Non gioielli, dunque, sebbene vi siano delle perline, forse i resti di una collana, ma oggetti propiziatori , utilizzati con tutta probabilità nel corso di riti legati all’amore, alla fertilità , al parto, all’erotismo o per assicurarsi la buona sorte, appartenenti, visto l’ambiente in cui sono stati trovati, a una domestica o a una schiava, dotata di poteri taumaturgici , anche se questo dato non è stato ancora chiarito.
La domus nella quale sono stati rinvenuti, era già stata già al centro delle cronache un anno fa per il ritrovamento di un’iscrizione al carboncino che posticipa la data storica dell’eruzione del Vesuvio dal 24 agosto del 79 d.C. al sedicesimo giorno delle calende di novembre, ovvero al 17 ottobre e per la presenza nell’atrio dei resti di dieci corpi di donne e bambini, probabilmente un’intera famiglia, compresi gli schiavi di servizio, che abitavano in quella casa e che furono sorpresi dalla furia dell’eruzione, mentre il padrone a altri uomini erano andati in avanscoperta per cercare aiuto, morendo così, a pochi metri dalla porta della casa, dove, infatti, sono stati ritrovati. Allo studio , tramite esame del Dna, prelevato dai resti , i presunti legami di parentela tra le vittime, per far luce sulla composizione del nucleo familiare e cercare di ricostruirne la storia.
I monili, non in linea con lo stile e la moda romana dell’epoca seguita dalle giovani signore benestanti ,non presentano inserti o componenti in oro, ma recano incise storie affascinanti, particolare che accrediterebbe la tesi dell’appartenenza degli oggetti a una domestica o a una schiava, alla quale le donne della casa si affidavano nella quotidianità, come nei momenti più delicati dell’esistenza, per la sua capacità di attirare il bene e tenere lontana la cattiva sorte.
Ipotesi plausibile, quest’ultima, anche perché sulla parete di una delle stanze di rappresentanza della domus è visibile un ritratto ben conservato di una giovane donna , forse la proprietaria dell’abitazione, che sfoggia ai lobi raffinati orecchini di brillanti.

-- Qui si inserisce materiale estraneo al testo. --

//! Narrative acts and their progress ranges.
//!
//! Acts partition `[0, 1]` into half-open ranges `[start, end)`. The upper
//! boundary `progress == 1.0` belongs to the last act.

use serde::{Deserialize, Serialize};

/// Identifier of a narrative act (1-based in authored content).
#[derive(Debug, Clone, Copy, PartialEq, Eq, Hash, PartialOrd, Ord, Serialize, Deserialize)]
#[serde(transparent)]
pub struct ActId(pub u8);

impl ActId {
    /// Roman numeral label used by overlays ("I" .. "X"), or the number.
    pub fn numeral(&self) -> String {
        const NUMERALS: [&str; 10] = ["I", "II", "III", "IV", "V", "VI", "VII", "VIII", "IX", "X"];
        match self.0 {
            n @ 1..=10 => NUMERALS[(n - 1) as usize].to_string(),
            n => n.to_string(),
        }
    }
}

impl std::fmt::Display for ActId {
    fn fmt(&self, f: &mut std::fmt::Formatter<'_>) -> std::fmt::Result {
        write!(f, "Act {}", self.numeral())
    }
}

/// A half-open progress range `[start, end)` owned by one act.
#[derive(Debug, Clone, Copy, PartialEq, Serialize, Deserialize)]
pub struct ActRange {
    pub act: ActId,
    pub start: f64,
    pub end: f64,
}

impl ActRange {
    pub fn new(act: u8, start: f64, end: f64) -> Self {
        Self {
            act: ActId(act),
            start,
            end,
        }
    }

    /// Whether `progress` falls in `[start, end)`.
    pub fn contains(&self, progress: f64) -> bool {
        progress >= self.start && progress < self.end
    }

    /// Range width.
    pub fn span(&self) -> f64 {
        self.end - self.start
    }

    /// Position of `progress` inside this range, clamped to `[0, 1]`.
    pub fn local(&self, progress: f64) -> f64 {
        if self.span() <= 0.0 {
            return 0.0;
        }
        ((progress - self.start) / self.span()).clamp(0.0, 1.0)
    }
}

/// Resolve the act owning `progress`.
///
/// Scans `ranges` in order and returns the first with
/// `start <= progress < end`. Progress that matches no range falls back to
/// the last range (this is how `progress == 1.0` resolves), except progress
/// below the first range (or NaN), which resolves to the first range.
/// Returns `None` only for an empty slice.
pub fn resolve_act(progress: f64, ranges: &[ActRange]) -> Option<ActId> {
    let first = ranges.first()?;
    if progress.is_nan() || progress < first.start {
        return Some(first.act);
    }
    ranges
        .iter()
        .find(|range| range.contains(progress))
        .or(ranges.last())
        .map(|range| range.act)
}

/// Tolerance when checking that consecutive ranges touch.
const BOUNDARY_EPSILON: f64 = 1e-9;

/// A validated partition of `[0, 1]` into act ranges.
#[derive(Debug, Clone, PartialEq, Serialize, Deserialize)]
#[serde(try_from = "Vec<ActRange>", into = "Vec<ActRange>")]
pub struct ActTable {
    ranges: Vec<ActRange>,
}

impl ActTable {
    /// Validate and build a table.
    ///
    /// Boundaries within tolerance are snapped so the stored ranges touch
    /// exactly and span `[0, 1]`.
    pub fn new(mut ranges: Vec<ActRange>) -> Result<Self, ActError> {
        let (first, last) = match (ranges.first(), ranges.last()) {
            (Some(first), Some(last)) => (first, last),
            _ => return Err(ActError::Empty),
        };

        if first.start.abs() > BOUNDARY_EPSILON {
            return Err(ActError::DoesNotStartAtZero { start: first.start });
        }
        if (last.end - 1.0).abs() > BOUNDARY_EPSILON {
            return Err(ActError::DoesNotEndAtOne { end: last.end });
        }

        for (i, range) in ranges.iter().enumerate() {
            if !range.start.is_finite() || !range.end.is_finite() || range.end <= range.start {
                return Err(ActError::EmptyRange { act: range.act });
            }
            if ranges[..i].iter().any(|r| r.act == range.act) {
                return Err(ActError::DuplicateAct { act: range.act });
            }
            if let Some(next) = ranges.get(i + 1) {
                let gap = next.start - range.end;
                if gap > BOUNDARY_EPSILON {
                    return Err(ActError::Gap {
                        after: range.act,
                        from: range.end,
                        to: next.start,
                    });
                }
                if gap < -BOUNDARY_EPSILON {
                    return Err(ActError::Overlap {
                        first: range.act,
                        second: next.act,
                    });
                }
            }
        }

        ranges[0].start = 0.0;
        for i in 1..ranges.len() {
            ranges[i].start = ranges[i - 1].end;
        }
        let last = ranges.len() - 1;
        ranges[last].end = 1.0;
        if let Some(range) = ranges.iter().find(|r| r.end <= r.start) {
            return Err(ActError::EmptyRange { act: range.act });
        }

        Ok(Self { ranges })
    }

    /// The five-act breakdown of the default story.
    pub fn five_act() -> Self {
        Self {
            ranges: vec![
                ActRange::new(1, 0.0, 0.2),
                ActRange::new(2, 0.2, 0.35),
                ActRange::new(3, 0.35, 0.6),
                ActRange::new(4, 0.6, 0.8),
                ActRange::new(5, 0.8, 1.0),
            ],
        }
    }

    /// Resolve the act owning `progress`. Always returns an act.
    pub fn resolve(&self, progress: f64) -> ActId {
        // The table is never empty, so the fallback is unreachable.
        resolve_act(progress, &self.ranges).unwrap_or(ActId(0))
    }

    pub fn ranges(&self) -> &[ActRange] {
        &self.ranges
    }

    pub fn range_of(&self, act: ActId) -> Option<&ActRange> {
        self.ranges.iter().find(|r| r.act == act)
    }

    pub fn contains_act(&self, act: ActId) -> bool {
        self.range_of(act).is_some()
    }

    pub fn first(&self) -> ActId {
        self.ranges[0].act
    }

    pub fn last(&self) -> ActId {
        self.ranges[self.ranges.len() - 1].act
    }

    pub fn len(&self) -> usize {
        self.ranges.len()
    }

    pub fn is_empty(&self) -> bool {
        self.ranges.is_empty()
    }
}

impl Default for ActTable {
    fn default() -> Self {
        Self::five_act()
    }
}

impl TryFrom<Vec<ActRange>> for ActTable {
    type Error = ActError;

    fn try_from(ranges: Vec<ActRange>) -> Result<Self, Self::Error> {
        Self::new(ranges)
    }
}

impl From<ActTable> for Vec<ActRange> {
    fn from(table: ActTable) -> Self {
        table.ranges
    }
}

/// Ways an act table can fail to partition `[0, 1]`.
#[derive(Debug, Clone, PartialEq, thiserror::Error)]
pub enum ActError {
    #[error("act table is empty")]
    Empty,

    #[error("first act starts at {start}, expected 0")]
    DoesNotStartAtZero { start: f64 },

    #[error("last act ends at {end}, expected 1")]
    DoesNotEndAtOne { end: f64 },

    #[error("{act} has an empty or invalid range")]
    EmptyRange { act: ActId },

    #[error("{act} appears more than once")]
    DuplicateAct { act: ActId },

    #[error("gap after {after}: nothing covers [{from}, {to})")]
    Gap { after: ActId, from: f64, to: f64 },

    #[error("{first} overlaps {second}")]
    Overlap { first: ActId, second: ActId },
}

#[cfg(test)]
mod tests {
    use super::*;
    use proptest::prelude::*;

    #[test]
    fn test_reference_boundaries() {
        let table = ActTable::five_act();
        assert_eq!(table.resolve(0.0), ActId(1));
        assert_eq!(table.resolve(0.199), ActId(1));
        assert_eq!(table.resolve(0.2), ActId(2));
        assert_eq!(table.resolve(0.35), ActId(3));
        assert_eq!(table.resolve(0.6), ActId(4));
        assert_eq!(table.resolve(0.8), ActId(5));
        assert_eq!(table.resolve(0.999_999), ActId(5));
    }

    #[test]
    fn test_upper_boundary_falls_back_to_last_act() {
        let table = ActTable::five_act();
        // [0.8, 1.0) does not contain 1.0; the fallback must still pick act 5.
        assert!(!table.ranges()[4].contains(1.0));
        assert_eq!(table.resolve(1.0), ActId(5));
        assert_eq!(resolve_act(1.0, table.ranges()), Some(ActId(5)));
    }

    #[test]
    fn test_out_of_range_inputs() {
        let table = ActTable::five_act();
        assert_eq!(table.resolve(-0.5), ActId(1));
        assert_eq!(table.resolve(f64::NAN), ActId(1));
        assert_eq!(table.resolve(3.0), ActId(5));
        assert_eq!(resolve_act(0.5, &[]), None);
    }

    #[test]
    fn test_rejects_gaps_and_overlaps() {
        let gap = ActTable::new(vec![ActRange::new(1, 0.0, 0.4), ActRange::new(2, 0.5, 1.0)]);
        assert!(matches!(gap, Err(ActError::Gap { .. })));

        let overlap =
            ActTable::new(vec![ActRange::new(1, 0.0, 0.6), ActRange::new(2, 0.5, 1.0)]);
        assert!(matches!(overlap, Err(ActError::Overlap { .. })));

        let short = ActTable::new(vec![ActRange::new(1, 0.0, 0.9)]);
        assert_eq!(short, Err(ActError::DoesNotEndAtOne { end: 0.9 }));

        let late = ActTable::new(vec![ActRange::new(1, 0.1, 1.0)]);
        assert_eq!(late, Err(ActError::DoesNotStartAtZero { start: 0.1 }));

        let dup = ActTable::new(vec![ActRange::new(1, 0.0, 0.5), ActRange::new(1, 0.5, 1.0)]);
        assert_eq!(dup, Err(ActError::DuplicateAct { act: ActId(1) }));

        assert_eq!(ActTable::new(vec![]), Err(ActError::Empty));
    }

    #[test]
    fn test_tolerated_gap_is_closed() {
        let table = ActTable::new(vec![
            ActRange::new(1, 0.0, 0.3),
            ActRange::new(2, 0.3 + 5e-10, 0.6),
            ActRange::new(3, 0.6, 1.0 - 5e-10),
        ])
        .unwrap();

        assert_eq!(table.ranges()[1].start, 0.3);
        assert_eq!(table.ranges()[2].end, 1.0);
        assert_eq!(table.resolve(0.300_000_000_2), ActId(2));
        assert_eq!(table.resolve(0.999_999_999_8), ActId(3));
        for pair in table.ranges().windows(2) {
            assert_eq!(pair[0].end, pair[1].start);
        }
    }

    #[test]
    fn test_tolerated_overlap_cannot_swallow_a_range() {
        let squeezed = ActTable::new(vec![
            ActRange::new(1, 0.0, 0.5),
            ActRange::new(2, 0.5 - 5e-10, 0.5 - 1e-10),
            ActRange::new(3, 0.5 - 1e-10, 1.0),
        ]);
        assert_eq!(squeezed, Err(ActError::EmptyRange { act: ActId(2) }));
    }

    #[test]
    fn test_deserialize_validates() {
        let ok: ActTable =
            serde_json::from_str(r#"[{"act":1,"start":0,"end":0.5},{"act":2,"start":0.5,"end":1}]"#)
                .unwrap();
        assert_eq!(ok.len(), 2);
        assert_eq!(ok.last(), ActId(2));

        let bad: Result<ActTable, _> =
            serde_json::from_str(r#"[{"act":1,"start":0,"end":0.4},{"act":2,"start":0.5,"end":1}]"#);
        assert!(bad.is_err());
    }

    #[test]
    fn test_local_progress_and_labels() {
        let range = ActRange::new(3, 0.35, 0.6);
        assert!((range.local(0.475) - 0.5).abs() < 1e-12);
        assert_eq!(range.local(0.9), 1.0);
        assert_eq!(ActId(3).to_string(), "Act III");
        assert_eq!(ActId(12).numeral(), "12");
    }

    proptest! {
        #[test]
        fn prop_every_progress_resolves_to_its_range(p in 0.0f64..=1.0) {
            let table = ActTable::five_act();
            let act = table.resolve(p);
            let range = table.range_of(act).unwrap();
            prop_assert!(range.contains(p) || (p == 1.0 && act == table.last()));
            let owners = table.ranges().iter().filter(|r| r.contains(p)).count();
            prop_assert!(owners <= 1);
        }
    }
}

Le ambre, poi, una delle quali a forma di spiga, potrebbero provenire dalle regioni baltiche , essendo abitudine della Roma di età imperiale (siamo nell’epoca dell’imperatore Vespasiano) importare merci pregiate da terre lontane.
“L’intervento ha provveduto alla ripulitura dei sedimenti e del terriccio di scavo , oltre che al consolidamento dei diversi materiali. Alcuni manufatti, come l’ametista con figura femminile , la figura di Arpocrate o le paste vitree, una delle quali riproduce un satiro danzante , l’altra la testa di Dioniso, sono di raffinata manifattura”, hanno spiegato ai cronisti de La Repubblica, le esperte del Laboratorio di Restauro del Parco archeologico di Pompei: Ludovica Alesse, Francesca Leolini ed Elisa Pucci, mentre Osanna ha annunciato che i curiosi oggetti saranno esposti a breve, insieme con altri gioielli pompeiani, in una mostra, seguito di “Vanity”, l’esposizione da poco conclusasi di gioielli che ha messo a confronto lo stile dei preziosi provenienti dalle Cicladi con quello dei gioielli elaborati nell’area campana.
“E’ un bellissimo esempio di cose legate al mondo femminile e alla sua quotidianità. E sono straordinarie perché raccontano microstorie , biografie degli abitanti della città che tentarono di sfuggire all’eruzione”, ha chiosato il Direttore Osanna.
Per saperne di più , però, dovremo attendere, lo studio è appena cominciato.